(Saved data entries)
◇ ◇ ◇ ◇ ◇ ◇ ◇

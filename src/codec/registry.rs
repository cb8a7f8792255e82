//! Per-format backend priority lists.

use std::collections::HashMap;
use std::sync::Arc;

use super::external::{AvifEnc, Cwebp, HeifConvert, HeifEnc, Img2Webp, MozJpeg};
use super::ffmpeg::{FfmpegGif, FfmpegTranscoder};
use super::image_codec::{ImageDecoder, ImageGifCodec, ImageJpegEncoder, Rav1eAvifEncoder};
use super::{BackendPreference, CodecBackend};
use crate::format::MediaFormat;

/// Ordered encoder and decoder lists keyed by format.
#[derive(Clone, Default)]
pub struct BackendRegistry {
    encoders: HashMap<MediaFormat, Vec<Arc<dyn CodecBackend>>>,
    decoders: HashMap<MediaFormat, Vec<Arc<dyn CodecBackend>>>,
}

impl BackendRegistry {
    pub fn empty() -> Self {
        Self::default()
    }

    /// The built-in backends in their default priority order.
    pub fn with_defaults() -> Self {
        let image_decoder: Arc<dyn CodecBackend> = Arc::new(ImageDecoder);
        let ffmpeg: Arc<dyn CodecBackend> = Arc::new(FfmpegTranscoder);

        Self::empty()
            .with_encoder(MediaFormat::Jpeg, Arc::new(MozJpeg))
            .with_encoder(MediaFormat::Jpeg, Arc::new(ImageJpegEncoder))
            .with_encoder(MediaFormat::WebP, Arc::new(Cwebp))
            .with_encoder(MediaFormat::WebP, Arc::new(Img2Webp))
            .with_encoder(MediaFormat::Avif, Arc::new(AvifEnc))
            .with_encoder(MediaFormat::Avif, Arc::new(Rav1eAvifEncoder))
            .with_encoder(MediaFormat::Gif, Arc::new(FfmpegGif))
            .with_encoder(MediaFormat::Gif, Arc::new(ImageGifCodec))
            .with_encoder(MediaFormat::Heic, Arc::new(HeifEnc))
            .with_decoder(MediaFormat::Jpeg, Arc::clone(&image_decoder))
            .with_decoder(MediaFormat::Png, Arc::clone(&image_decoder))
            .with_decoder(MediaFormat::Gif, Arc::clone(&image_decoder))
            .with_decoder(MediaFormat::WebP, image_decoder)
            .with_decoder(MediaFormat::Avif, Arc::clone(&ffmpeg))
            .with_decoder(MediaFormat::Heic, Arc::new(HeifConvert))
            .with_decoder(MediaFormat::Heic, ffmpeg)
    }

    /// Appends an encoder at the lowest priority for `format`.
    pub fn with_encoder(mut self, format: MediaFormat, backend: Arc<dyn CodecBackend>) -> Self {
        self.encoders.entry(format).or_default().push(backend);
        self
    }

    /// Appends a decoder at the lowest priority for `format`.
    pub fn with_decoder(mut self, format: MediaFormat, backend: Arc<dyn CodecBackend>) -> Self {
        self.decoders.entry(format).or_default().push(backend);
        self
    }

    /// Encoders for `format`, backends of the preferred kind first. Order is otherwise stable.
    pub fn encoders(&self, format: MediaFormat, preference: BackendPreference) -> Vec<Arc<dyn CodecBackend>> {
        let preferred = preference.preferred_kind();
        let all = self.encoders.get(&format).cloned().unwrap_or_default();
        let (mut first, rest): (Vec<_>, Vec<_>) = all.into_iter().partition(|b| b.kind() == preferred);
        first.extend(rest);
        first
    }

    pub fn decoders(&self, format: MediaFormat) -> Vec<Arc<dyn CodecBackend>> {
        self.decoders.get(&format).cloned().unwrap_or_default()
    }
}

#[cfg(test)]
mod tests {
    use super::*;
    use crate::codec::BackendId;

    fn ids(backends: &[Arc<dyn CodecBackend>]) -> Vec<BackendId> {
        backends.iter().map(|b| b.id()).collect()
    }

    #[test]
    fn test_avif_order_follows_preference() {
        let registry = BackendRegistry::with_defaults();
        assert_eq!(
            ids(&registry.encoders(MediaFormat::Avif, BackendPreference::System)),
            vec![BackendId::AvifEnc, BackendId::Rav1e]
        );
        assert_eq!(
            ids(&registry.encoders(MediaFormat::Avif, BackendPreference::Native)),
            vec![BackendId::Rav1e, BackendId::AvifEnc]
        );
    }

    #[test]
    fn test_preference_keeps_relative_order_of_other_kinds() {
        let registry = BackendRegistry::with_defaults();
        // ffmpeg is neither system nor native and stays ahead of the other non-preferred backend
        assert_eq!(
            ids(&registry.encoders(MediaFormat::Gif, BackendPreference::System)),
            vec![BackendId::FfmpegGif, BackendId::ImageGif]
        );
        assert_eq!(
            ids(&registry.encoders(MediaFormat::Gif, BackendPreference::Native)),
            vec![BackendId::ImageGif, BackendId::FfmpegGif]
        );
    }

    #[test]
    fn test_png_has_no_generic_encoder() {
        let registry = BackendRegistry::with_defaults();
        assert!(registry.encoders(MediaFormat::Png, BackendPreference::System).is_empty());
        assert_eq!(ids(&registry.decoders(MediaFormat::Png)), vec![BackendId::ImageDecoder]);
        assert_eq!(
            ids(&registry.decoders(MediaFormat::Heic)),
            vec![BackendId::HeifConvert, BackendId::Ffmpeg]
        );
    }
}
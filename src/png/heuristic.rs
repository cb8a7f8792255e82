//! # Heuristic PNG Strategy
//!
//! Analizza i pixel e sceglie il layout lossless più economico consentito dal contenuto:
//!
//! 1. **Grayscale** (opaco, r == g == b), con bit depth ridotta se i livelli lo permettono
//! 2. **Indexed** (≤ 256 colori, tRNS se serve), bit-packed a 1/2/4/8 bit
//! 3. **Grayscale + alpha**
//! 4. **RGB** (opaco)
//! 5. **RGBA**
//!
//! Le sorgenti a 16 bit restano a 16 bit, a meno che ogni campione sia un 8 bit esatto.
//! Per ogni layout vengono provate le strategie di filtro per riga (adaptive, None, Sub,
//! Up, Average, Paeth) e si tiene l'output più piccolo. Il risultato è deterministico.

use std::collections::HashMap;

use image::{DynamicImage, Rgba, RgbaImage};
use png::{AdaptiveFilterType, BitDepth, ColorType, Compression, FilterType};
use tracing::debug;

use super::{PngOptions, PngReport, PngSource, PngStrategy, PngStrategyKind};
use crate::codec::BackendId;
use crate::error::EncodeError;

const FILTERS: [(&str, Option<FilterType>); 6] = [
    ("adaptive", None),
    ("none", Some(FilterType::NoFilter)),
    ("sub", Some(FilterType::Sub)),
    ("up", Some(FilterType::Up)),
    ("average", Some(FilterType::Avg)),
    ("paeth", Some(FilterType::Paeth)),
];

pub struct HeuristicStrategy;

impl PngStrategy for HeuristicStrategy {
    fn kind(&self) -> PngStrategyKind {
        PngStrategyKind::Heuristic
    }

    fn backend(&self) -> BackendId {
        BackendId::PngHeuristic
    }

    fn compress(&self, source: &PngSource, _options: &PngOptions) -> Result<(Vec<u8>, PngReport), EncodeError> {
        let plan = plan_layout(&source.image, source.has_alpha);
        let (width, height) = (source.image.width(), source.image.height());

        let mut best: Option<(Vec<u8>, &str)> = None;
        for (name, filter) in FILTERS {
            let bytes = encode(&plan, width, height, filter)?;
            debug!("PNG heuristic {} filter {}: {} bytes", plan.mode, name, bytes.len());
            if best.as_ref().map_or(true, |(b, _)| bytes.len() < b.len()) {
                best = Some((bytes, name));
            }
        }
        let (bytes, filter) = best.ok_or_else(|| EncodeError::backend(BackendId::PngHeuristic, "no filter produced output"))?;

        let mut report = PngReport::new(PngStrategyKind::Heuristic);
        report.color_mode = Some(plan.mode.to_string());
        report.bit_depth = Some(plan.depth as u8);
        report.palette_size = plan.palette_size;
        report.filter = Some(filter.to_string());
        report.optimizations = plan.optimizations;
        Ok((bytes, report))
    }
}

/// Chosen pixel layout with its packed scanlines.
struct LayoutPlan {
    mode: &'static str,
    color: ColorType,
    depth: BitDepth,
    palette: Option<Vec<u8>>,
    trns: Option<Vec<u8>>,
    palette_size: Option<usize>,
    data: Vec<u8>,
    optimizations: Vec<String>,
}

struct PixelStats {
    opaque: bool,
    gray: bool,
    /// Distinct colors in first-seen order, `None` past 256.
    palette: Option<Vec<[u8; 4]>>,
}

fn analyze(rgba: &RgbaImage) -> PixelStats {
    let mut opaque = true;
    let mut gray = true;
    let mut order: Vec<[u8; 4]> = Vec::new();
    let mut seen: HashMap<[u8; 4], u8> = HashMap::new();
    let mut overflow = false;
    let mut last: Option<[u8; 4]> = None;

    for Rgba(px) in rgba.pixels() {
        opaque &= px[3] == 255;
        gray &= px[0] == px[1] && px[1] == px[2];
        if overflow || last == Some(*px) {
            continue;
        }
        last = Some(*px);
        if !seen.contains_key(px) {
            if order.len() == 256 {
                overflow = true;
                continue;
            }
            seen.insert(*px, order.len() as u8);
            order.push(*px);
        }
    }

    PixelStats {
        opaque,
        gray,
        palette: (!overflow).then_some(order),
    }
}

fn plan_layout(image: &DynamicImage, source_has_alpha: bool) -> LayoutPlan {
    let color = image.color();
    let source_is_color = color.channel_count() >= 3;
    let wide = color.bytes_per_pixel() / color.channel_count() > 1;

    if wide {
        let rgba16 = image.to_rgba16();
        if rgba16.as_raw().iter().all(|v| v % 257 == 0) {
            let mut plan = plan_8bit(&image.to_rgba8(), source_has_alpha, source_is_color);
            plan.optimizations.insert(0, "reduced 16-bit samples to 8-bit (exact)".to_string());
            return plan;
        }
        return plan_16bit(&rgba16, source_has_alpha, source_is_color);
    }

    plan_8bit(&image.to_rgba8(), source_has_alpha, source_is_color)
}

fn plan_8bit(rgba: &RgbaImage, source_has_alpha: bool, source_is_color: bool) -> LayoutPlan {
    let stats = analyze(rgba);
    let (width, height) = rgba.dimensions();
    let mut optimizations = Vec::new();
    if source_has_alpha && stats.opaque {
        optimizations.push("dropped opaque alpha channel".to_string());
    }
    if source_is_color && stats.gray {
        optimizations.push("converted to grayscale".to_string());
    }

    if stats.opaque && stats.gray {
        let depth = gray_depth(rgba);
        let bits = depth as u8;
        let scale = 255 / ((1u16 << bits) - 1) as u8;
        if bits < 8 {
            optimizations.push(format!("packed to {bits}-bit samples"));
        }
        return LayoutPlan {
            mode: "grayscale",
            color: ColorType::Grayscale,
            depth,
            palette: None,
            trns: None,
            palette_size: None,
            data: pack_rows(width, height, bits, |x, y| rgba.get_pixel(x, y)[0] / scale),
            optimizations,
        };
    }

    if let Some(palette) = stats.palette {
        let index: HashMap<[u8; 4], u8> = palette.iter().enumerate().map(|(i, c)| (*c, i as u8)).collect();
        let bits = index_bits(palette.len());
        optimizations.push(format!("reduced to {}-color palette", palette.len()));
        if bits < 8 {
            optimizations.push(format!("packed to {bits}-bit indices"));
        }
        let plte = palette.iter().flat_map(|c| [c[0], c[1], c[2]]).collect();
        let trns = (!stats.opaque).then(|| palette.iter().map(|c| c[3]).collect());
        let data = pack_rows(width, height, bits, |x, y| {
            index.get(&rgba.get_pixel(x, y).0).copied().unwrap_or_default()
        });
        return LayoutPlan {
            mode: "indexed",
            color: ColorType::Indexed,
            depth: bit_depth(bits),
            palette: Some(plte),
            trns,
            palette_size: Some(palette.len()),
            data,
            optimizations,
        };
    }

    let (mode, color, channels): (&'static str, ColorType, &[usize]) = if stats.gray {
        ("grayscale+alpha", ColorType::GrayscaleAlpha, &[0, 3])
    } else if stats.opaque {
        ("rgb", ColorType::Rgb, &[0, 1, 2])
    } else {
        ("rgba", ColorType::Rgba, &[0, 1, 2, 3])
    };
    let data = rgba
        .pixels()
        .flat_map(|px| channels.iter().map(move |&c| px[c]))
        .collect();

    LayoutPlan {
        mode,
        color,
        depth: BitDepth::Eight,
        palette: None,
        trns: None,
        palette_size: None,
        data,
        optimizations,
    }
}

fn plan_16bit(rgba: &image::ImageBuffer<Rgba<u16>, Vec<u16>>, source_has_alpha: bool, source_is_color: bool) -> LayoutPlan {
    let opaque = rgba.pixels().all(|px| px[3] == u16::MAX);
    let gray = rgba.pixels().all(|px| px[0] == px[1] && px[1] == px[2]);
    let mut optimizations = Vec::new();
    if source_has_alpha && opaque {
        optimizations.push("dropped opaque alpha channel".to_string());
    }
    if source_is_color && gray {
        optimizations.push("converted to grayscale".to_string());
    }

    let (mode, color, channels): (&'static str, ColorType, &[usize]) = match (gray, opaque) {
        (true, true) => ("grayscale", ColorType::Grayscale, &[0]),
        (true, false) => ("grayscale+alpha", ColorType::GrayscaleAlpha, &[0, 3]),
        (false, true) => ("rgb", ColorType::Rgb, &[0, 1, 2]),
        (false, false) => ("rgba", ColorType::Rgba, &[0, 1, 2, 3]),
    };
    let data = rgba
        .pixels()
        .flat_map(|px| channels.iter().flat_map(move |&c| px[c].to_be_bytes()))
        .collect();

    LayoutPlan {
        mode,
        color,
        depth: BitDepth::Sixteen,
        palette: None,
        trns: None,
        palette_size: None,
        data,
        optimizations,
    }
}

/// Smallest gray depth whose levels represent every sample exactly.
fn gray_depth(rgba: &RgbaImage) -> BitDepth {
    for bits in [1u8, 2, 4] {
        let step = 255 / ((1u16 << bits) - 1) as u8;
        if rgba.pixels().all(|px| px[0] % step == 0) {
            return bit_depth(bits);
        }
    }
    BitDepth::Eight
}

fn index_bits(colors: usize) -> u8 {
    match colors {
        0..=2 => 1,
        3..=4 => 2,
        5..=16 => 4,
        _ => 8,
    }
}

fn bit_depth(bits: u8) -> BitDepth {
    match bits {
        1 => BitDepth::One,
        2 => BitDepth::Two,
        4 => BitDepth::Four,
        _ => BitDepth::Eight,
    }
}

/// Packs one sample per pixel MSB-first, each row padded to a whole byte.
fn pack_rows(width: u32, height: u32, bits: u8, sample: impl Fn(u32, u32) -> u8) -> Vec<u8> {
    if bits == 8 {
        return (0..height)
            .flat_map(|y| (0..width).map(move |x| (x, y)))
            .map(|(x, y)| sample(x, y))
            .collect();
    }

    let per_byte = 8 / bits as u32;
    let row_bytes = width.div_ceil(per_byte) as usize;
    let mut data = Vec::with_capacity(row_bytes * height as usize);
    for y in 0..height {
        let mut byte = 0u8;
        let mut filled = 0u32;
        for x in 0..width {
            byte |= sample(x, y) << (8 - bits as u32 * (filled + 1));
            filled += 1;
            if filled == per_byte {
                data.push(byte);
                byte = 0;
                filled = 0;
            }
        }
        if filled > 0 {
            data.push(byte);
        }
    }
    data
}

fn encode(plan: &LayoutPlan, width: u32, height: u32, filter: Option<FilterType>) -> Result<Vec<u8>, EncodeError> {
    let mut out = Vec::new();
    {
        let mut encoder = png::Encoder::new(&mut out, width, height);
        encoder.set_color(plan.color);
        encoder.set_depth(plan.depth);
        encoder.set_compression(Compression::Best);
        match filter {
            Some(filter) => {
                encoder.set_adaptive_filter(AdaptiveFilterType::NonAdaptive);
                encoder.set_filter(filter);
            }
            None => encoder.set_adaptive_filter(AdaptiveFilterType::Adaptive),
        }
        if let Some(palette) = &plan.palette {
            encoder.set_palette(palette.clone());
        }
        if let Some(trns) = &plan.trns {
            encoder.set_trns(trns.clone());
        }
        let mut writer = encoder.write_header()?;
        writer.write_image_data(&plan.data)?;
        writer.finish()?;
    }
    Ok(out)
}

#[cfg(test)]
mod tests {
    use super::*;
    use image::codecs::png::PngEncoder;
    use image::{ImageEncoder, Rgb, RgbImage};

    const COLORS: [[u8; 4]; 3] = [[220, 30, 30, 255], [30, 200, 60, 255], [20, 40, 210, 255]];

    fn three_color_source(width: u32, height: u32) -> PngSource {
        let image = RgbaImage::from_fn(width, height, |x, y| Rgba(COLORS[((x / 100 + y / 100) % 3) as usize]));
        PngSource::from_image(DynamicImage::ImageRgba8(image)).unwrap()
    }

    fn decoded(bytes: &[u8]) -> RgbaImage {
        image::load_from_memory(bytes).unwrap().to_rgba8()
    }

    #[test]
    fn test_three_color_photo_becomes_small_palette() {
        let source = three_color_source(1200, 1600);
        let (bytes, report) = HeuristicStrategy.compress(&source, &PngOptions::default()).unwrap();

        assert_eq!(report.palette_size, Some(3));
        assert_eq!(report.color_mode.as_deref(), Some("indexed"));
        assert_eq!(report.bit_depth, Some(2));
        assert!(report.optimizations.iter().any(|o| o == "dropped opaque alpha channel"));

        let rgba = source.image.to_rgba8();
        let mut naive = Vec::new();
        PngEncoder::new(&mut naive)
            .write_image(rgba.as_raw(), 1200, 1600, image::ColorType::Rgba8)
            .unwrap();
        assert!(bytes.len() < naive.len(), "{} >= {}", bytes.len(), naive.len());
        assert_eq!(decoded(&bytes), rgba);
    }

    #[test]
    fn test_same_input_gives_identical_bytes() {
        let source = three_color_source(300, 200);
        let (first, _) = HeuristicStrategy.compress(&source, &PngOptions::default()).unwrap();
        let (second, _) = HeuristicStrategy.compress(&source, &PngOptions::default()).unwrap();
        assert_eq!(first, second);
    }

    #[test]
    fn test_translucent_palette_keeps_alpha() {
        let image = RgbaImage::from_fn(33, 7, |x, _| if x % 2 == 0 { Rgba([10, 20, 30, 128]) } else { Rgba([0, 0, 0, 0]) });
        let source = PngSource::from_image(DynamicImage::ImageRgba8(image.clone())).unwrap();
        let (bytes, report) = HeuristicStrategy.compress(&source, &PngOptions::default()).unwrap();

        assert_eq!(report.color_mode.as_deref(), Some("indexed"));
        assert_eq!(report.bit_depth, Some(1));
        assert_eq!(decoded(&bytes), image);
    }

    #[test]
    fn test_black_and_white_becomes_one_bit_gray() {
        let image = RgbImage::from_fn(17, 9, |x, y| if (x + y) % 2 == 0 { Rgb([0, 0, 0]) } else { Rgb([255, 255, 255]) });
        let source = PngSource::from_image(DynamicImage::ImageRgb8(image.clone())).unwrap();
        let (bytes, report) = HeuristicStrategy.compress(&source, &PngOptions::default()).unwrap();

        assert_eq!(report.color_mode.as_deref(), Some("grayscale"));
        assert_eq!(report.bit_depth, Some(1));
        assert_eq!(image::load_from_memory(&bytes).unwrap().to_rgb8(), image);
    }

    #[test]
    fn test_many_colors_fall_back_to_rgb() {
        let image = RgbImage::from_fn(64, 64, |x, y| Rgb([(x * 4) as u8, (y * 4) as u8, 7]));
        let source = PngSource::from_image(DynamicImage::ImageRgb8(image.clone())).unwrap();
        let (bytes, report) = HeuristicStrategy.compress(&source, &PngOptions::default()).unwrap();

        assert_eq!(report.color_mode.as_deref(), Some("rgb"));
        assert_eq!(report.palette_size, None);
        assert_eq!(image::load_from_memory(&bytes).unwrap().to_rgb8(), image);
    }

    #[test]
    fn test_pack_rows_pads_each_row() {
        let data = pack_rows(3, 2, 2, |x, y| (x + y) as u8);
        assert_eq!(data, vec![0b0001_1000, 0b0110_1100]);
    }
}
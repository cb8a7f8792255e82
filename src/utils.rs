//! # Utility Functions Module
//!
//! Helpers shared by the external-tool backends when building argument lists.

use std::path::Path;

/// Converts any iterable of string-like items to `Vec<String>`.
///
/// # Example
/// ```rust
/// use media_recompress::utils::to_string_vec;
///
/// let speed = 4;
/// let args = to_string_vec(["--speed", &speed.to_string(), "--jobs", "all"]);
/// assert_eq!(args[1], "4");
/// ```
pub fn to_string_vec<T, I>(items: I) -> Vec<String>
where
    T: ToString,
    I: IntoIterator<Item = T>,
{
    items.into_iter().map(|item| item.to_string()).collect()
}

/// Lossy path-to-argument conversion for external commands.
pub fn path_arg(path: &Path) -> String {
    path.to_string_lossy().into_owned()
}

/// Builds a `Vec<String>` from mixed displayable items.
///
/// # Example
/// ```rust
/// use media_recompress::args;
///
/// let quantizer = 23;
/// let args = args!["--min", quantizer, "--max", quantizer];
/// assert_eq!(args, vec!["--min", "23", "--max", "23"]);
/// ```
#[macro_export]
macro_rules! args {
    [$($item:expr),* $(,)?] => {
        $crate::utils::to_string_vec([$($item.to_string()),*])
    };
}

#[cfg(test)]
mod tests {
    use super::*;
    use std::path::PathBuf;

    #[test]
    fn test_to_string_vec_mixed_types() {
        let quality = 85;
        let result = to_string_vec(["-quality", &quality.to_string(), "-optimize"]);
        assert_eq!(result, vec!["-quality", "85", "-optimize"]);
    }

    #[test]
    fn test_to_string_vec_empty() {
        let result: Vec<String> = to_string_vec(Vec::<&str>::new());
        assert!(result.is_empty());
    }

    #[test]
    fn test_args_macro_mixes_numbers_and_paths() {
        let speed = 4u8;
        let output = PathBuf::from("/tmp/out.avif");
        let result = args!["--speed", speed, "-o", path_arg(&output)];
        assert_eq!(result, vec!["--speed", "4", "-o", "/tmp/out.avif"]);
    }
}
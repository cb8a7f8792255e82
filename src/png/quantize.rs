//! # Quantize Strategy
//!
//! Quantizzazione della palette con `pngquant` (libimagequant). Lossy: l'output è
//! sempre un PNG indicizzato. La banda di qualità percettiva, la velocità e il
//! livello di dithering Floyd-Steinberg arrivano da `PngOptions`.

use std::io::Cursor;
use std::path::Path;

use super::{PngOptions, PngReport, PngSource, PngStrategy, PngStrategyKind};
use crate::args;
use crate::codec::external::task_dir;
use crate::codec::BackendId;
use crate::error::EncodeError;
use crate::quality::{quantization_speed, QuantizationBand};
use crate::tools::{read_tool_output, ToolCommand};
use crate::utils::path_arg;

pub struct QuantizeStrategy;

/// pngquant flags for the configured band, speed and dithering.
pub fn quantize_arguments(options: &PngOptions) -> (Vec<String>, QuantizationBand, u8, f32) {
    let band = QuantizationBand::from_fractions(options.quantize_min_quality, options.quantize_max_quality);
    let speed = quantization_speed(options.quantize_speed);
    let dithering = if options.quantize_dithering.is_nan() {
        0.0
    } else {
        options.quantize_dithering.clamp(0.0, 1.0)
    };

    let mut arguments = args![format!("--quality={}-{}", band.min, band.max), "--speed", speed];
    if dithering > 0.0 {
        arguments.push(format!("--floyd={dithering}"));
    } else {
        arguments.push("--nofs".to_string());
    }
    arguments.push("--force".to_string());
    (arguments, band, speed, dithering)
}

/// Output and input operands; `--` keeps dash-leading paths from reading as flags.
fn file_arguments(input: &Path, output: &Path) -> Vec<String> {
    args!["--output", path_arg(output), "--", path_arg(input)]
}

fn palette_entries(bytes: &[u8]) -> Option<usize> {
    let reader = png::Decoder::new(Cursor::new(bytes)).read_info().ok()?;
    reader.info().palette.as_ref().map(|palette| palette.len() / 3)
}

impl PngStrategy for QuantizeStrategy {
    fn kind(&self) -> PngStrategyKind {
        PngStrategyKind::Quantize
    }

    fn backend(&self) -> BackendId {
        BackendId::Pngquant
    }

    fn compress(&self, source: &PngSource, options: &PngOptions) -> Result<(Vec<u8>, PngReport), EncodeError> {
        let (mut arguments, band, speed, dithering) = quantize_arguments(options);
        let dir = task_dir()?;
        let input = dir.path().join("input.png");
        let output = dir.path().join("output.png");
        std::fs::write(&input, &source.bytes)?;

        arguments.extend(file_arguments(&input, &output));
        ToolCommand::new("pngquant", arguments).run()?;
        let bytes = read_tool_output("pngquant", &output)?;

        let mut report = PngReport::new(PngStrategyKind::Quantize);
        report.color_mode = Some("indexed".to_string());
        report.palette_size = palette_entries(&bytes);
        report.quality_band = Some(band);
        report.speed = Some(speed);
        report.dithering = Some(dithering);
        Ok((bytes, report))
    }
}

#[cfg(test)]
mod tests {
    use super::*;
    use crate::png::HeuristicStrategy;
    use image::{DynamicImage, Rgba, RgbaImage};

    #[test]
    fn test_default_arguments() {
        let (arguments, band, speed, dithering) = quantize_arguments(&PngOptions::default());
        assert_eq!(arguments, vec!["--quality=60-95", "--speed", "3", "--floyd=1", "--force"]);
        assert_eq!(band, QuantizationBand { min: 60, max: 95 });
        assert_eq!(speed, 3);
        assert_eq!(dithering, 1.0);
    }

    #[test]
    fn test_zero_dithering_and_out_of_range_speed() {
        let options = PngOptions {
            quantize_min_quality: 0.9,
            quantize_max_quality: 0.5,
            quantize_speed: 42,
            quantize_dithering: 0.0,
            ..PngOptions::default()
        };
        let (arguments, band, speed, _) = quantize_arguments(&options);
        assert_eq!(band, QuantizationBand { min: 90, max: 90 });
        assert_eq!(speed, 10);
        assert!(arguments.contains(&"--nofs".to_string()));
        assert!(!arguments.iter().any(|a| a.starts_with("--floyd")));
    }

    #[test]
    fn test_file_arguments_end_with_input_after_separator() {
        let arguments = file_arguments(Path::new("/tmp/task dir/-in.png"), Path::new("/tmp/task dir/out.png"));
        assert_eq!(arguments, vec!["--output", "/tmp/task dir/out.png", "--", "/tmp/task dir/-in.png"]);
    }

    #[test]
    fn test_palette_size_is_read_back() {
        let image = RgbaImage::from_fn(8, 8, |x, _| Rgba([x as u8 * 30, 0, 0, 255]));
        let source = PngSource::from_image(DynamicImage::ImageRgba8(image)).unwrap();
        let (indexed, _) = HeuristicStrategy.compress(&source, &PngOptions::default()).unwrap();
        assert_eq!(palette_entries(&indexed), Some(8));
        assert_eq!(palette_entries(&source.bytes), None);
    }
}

◇ ◇ ◇ ◇ ◇ ◇ ◇

[DIRECTIONS FOR THIS TASK]
Across the entries above, find each line with the word "ImageJpegEncoder" and please copy it out.

[TASK RESPONSE]
use super::image_codec::{ImageDecoder, ImageGifCodec, ImageJpegEncoder, Rav1eAvifEncoder};
            .with_encoder(MediaFormat::Jpeg, Arc::new(ImageJpegEncoder))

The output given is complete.